Contribution à un livre d’images

, Hannibal Volkoff et Jean-Louis Poitevin

Hannibal Volkoff publie son second livre intitulé "Nous qui débordons de la nuit" aux éditions Les presses littéraires.

I

Qu’est un pouvoir inconnu ? Rien.
Balzac

Sucre d’Orge et son pénis dans les Salons Mocchia di Coggiola 2, 2017

1

Ce n’est pas parfois, c’est souvent qu’il serait mieux de se taire, et toujours si cela était possible. En nous, le souffle appelle le mot et le mot l’autre mot et déjà le silence se rencogne dans un coin de la nuit où certains entreprennent de le chercher.

Traqué, il se terre dans le creux de la plainte qui hante l’espace que sépare du mur la plinthe. D’autres font la même chose et vers eux il s’avance. Ils le font sans même le savoir. C’est seulement qu’ils soutiennent l’indifférence des regards indifférents, de l’indifférence de leurs gestes non adressés.

Il y a bien un signe dans ce zigzag d’une main gantée qui saisit l’épée pour frapper la lune, dans les courbures mêlées que dessinent des corps à la surface perlée de la nuit, mais il ne laisse sur elle nulle trace. Et sur eux qui sont le miroir de la nuit, où s’inscrivent les promesses et les coups qu’ils s’envoient ?

Promesses sans destinataires, coups sans finalité, regards perdus d’insouciance, Perceval n’est jamais loin de qui erre de savoir sans accepter que tout soit en vain.

Eux savent que la vanité, cette propension à juger à l’aune d’un éternel demain ce qui a lieu maintenant, est un signe de mort écrit sur un sable que n’importe quelle vague efface sans s’en soucier.

La nuit se moque des jugements. Elle tend à la vanité le miroir de la vanité, celui où s’évanouit tout ce qui s’y regarde. Eux, irradient dans ce miroir inversé qu’ils tendent à la nuit.

Adam et Julien, Club Sandwich, 2011

2

Dans la nuit, personne ne demande à savoir puisque déjà il sait. Ce qu’il sait ? Que rien et tout, l’un et l’autre, le visage et la loi s’entr’appartiennent dans le jeu des regards. Que voir et être vu sont les deux faces d’un même soleil.

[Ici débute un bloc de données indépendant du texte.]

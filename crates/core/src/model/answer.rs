use serde::{Deserialize, Serialize};
use std::fmt;

/// Marker string stored for questions the user chose not to answer.
///
/// Kept as the on-wire encoding so persisted sessions written before the
/// enum existed still decode to [`Answer::Skipped`].
pub const SKIPPED_MARKER: &str = "Skipped";

/// A user's response to a single interview question.
///
/// Serialises as a plain string: provided answers as their text, skipped
/// questions as the [`SKIPPED_MARKER`] literal.
#[derive(Debug, Clone, PartialEq, Eq, Serialize, Deserialize)]
#[serde(from = "String", into = "String")]
pub enum Answer {
    /// The user typed a response.
    Provided(String),
    /// The user asked to skip this question.
    Skipped,
}

impl Answer {
    /// Parses the stored string form of an answer
    #[must_use]
    pub fn parse(text: impl Into<String>) -> Self {
        Self::from(text.into())
    }

    /// Renders the stored string form of this answer
    #[must_use]
    pub fn as_text(&self) -> &str {
        match self {
            Self::Provided(text) => text,
            Self::Skipped => SKIPPED_MARKER,
        }
    }

    /// Returns the answer text, or `None` for a skipped question
    #[must_use]
    pub fn text(&self) -> Option<&str> {
        match self {
            Self::Provided(text) => Some(text),
            Self::Skipped => None,
        }
    }

    /// Whether this question was skipped
    #[must_use]
    pub fn is_skipped(&self) -> bool {
        matches!(self, Self::Skipped)
    }
}

impl From<String> for Answer {
    fn from(value: String) -> Self {
        if value == SKIPPED_MARKER {
            Self::Skipped
        } else {
            Self::Provided(value)
        }
    }
}

impl From<Answer> for String {
    fn from(answer: Answer) -> Self {
        match answer {
            Answer::Provided(text) => text,
            Answer::Skipped => SKIPPED_MARKER.to_string(),
        }
    }
}

impl fmt::Display for Answer {
    fn fmt(&self, f: &mut fmt::Formatter<'_>) -> fmt::Result {
        match self {
            Self::Provided(text) => write!(f, "{text}"),
            Self::Skipped => write!(f, "{SKIPPED_MARKER}"),
        }
    }
}

// ─── Tests ─────────────────────────────────────────────────────────────────────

Et c’est ce que confirme chacun des regards perdus qui se croisent sur la surface indifférenciée des images.

Et c’est ce qu’affirment les corps qui s’échardent, s’emboîtent, se défient et ainsi s’éternisent dans la partie sans fin de ce jeu dont la règle essentielle tient en ceci qu’il est y possible de changer le et en est, autant qu’il est loisible d’y opérer le renversement du est en et.

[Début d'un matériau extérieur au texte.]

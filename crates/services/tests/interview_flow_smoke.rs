use std::sync::Arc;

use async_trait::async_trait;

use rehearse_core::model::{Answer, InterviewMeta, UserId};
use rehearse_core::time::fixed_clock;
use services::{AppServices, Evaluator, EvaluatorError, GenerationRequest, TimeWindow};

struct CoachBot;

#[async_trait]
impl Evaluator for CoachBot {
    async fn evaluate(&self, _question: &str, answer: &str) -> Result<String, EvaluatorError> {
        let score = if answer.len() > 20 { 9 } else { 6 };
        Ok(format!("Concrete and calm.\n\nScore: {score}"))
    }

    async fn ideal_answer(&self, question: &str) -> Result<String, EvaluatorError> {
        Ok(format!(
            "A strong answer to \"{question}\" leads with one example."
        ))
    }

    async fn generate_questions(
        &self,
        request: &GenerationRequest,
    ) -> Result<Vec<String>, EvaluatorError> {
        Ok(vec![
            format!("Why {}?", request.profile),
            "Walk me through a project you are proud of.".to_string(),
            "Where do you want to grow next?".to_string(),
        ])
    }
}

#[tokio::test]
async fn interview_round_trip_feeds_analytics() {
    let services = AppServices::in_memory(fixed_clock(), Arc::new(CoachBot));
    let interviews = services.interviews();
    let user = UserId::new("u-42");
    let meta = InterviewMeta::new(
        Some("Technical".to_string()),
        Some("Backend".to_string()),
        None,
    );

    let mut engine = interviews
        .start(
            user.clone(),
            meta.clone(),
            &GenerationRequest::new("Backend Engineer", "Senior"),
        )
        .await
        .unwrap();
    assert_eq!(engine.progress().total, 3);

    let first = engine
        .submit_answer(Answer::Provided(
            "I rebuilt our flaky deploy pipeline end to end.".to_string(),
        ))
        .await
        .unwrap();
    assert_eq!(first.score, Some(9));
    assert!(!first.is_complete);

    let skipped = engine.submit_answer(Answer::Skipped).await.unwrap();
    assert_eq!(skipped.score, None);
    assert!(skipped.feedback.contains("strong answer"));

    let last = engine
        .submit_answer(Answer::Provided("Mentoring.".to_string()))
        .await
        .unwrap();
    assert!(last.is_complete);
    assert!(last.session_id.is_some());

    // the finished session is gone from the cache...
    assert!(
        interviews
            .resume(user.clone(), meta)
            .await
            .unwrap()
            .is_none()
    );

    // ...and visible to analytics
    let analytics = services.analytics();
    let distribution = analytics.distribution(&user).await.unwrap();
    assert_eq!(distribution.len(), 1);
    assert_eq!(distribution[0].label, "Technical / Backend");
    assert!((distribution[0].value - 7.5).abs() < f64::EPSILON);

    let series = analytics
        .performance(&user, TimeWindow::Today)
        .await
        .unwrap();
    assert_eq!(series.len(), 1);
    assert_eq!(series[0].label, "12:00");
}

#[tokio::test]
async fn interrupted_interview_resumes_where_it_left_off() {
    let services = AppServices::in_memory(fixed_clock(), Arc::new(CoachBot));
    let interviews = services.interviews();
    let user = UserId::new("u-42");
    let meta = InterviewMeta::default();

    let mut engine = interviews
        .start(
            user.clone(),
            meta.clone(),
            &GenerationRequest::new("Backend Engineer", "Senior"),
        )
        .await
        .unwrap();
    engine
        .submit_answer(Answer::Provided("First answer.".to_string()))
        .await
        .unwrap();
    drop(engine);

    let mut resumed = interviews
        .resume(user.clone(), meta)
        .await
        .unwrap()
        .expect("in-flight session");
    assert_eq!(resumed.current_index(), 1);
    assert_eq!(resumed.progress().answered, 1);

    resumed.submit_answer(Answer::Skipped).await.unwrap();
    let last = resumed
        .submit_answer(Answer::Provided("Closing thoughts.".to_string()))
        .await
        .unwrap();
    assert!(last.is_complete);
}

Il faudrait ajouter comme d’autres changent le vin en eau ou le pain en douleur et le secret en rêve.

Toto pensif, 2016

3

Ce que depuis si longtemps on sait, c’est que l’histoire se révèle être aussi inutile qu’un miroir sans tain pour qui veut connaître les passages entre ciel et terre. Il y a ceux qui regardent sans se soucier de voir et ceux qui veulent tout voir parce qu’ils pensent que ce tout est la voie du salut. Ce sont gens du jour, de la loi, de l’ordre. De leurs voix éraillées, ils s’épuisent à se crier des ordres. Ils s’entraînent à contrer le silence. Ils ne sauront jamais se taire.

Les gens de la nuit lorsqu’ils glissent dans le jour ne tiennent pas compte des lois, des règles, des ordres et des cris martelés par des bottes qui appellent le sang. Ils font de la rue le champ élyséen du partage, de la couleur, du vent. Alors, fugitivement, le est se fait et.

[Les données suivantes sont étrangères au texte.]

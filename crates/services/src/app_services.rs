use std::sync::Arc;

use storage::repository::Storage;

use crate::Clock;
use crate::analytics::AnalyticsService;
use crate::error::AppServicesError;
use crate::evaluator::{Evaluator, HttpEvaluator};
use crate::workflow::InterviewService;

/// Assembles the app-facing services over one storage backend and one
/// evaluator client.
#[derive(Clone)]
pub struct AppServices {
    interviews: Arc<InterviewService>,
    analytics: Arc<AnalyticsService>,
}

impl AppServices {
    /// Build services backed by `SQLite` storage, with the HTTP evaluator
    /// configured from the environment.
    ///
    /// # Errors
    ///
    /// Returns `AppServicesError` if storage initialization fails.
    pub async fn new_sqlite(db_url: &str, clock: Clock) -> Result<Self, AppServicesError> {
        let storage = Storage::sqlite(db_url).await?;
        let evaluator: Arc<dyn Evaluator> = Arc::new(HttpEvaluator::from_env());
        Ok(Self::assemble(storage, evaluator, clock))
    }

    /// Build services over in-memory storage, for tests and prototyping.
    #[must_use]
    pub fn in_memory(clock: Clock, evaluator: Arc<dyn Evaluator>) -> Self {
        Self::assemble(Storage::in_memory(), evaluator, clock)
    }

    fn assemble(storage: Storage, evaluator: Arc<dyn Evaluator>, clock: Clock) -> Self {
        let interviews = Arc::new(InterviewService::new(
            clock,
            evaluator,
            Arc::clone(&storage.cache),
            Arc::clone(&storage.results),
        ));
        let analytics = Arc::new(AnalyticsService::new(clock, Arc::clone(&storage.results)));
        Self {
            interviews,
            analytics,
        }
    }

    #[must_use]
    pub fn interviews(&self) -> Arc<InterviewService> {
        Arc::clone(&self.interviews)
    }

    #[must_use]
    pub fn analytics(&self) -> Arc<AnalyticsService> {
        Arc::clone(&self.analytics)
    }
}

Ils en gardent le souvenir dans la nuit qui s’avance, car il n’existe, ici, qu’un jour et qu’une nuit. La nuit prochaine est toujours la dernière en ce qu’elle accroche un et à celle qui suit celle qui précède.

Tout va bien, regroupement du Black Bloc, manifestation du 1er mai 2018

4

Le jour est contraire à la nuit en ceci qu’écrasé de lumière, il laisse se répandre la croyance que voir c’est pouvoir. La nuit est contraire au jour en ceci qu’elle est faite d’un miroir qui atteint à la perfection du mythe, un miroir qui transforme tout en images.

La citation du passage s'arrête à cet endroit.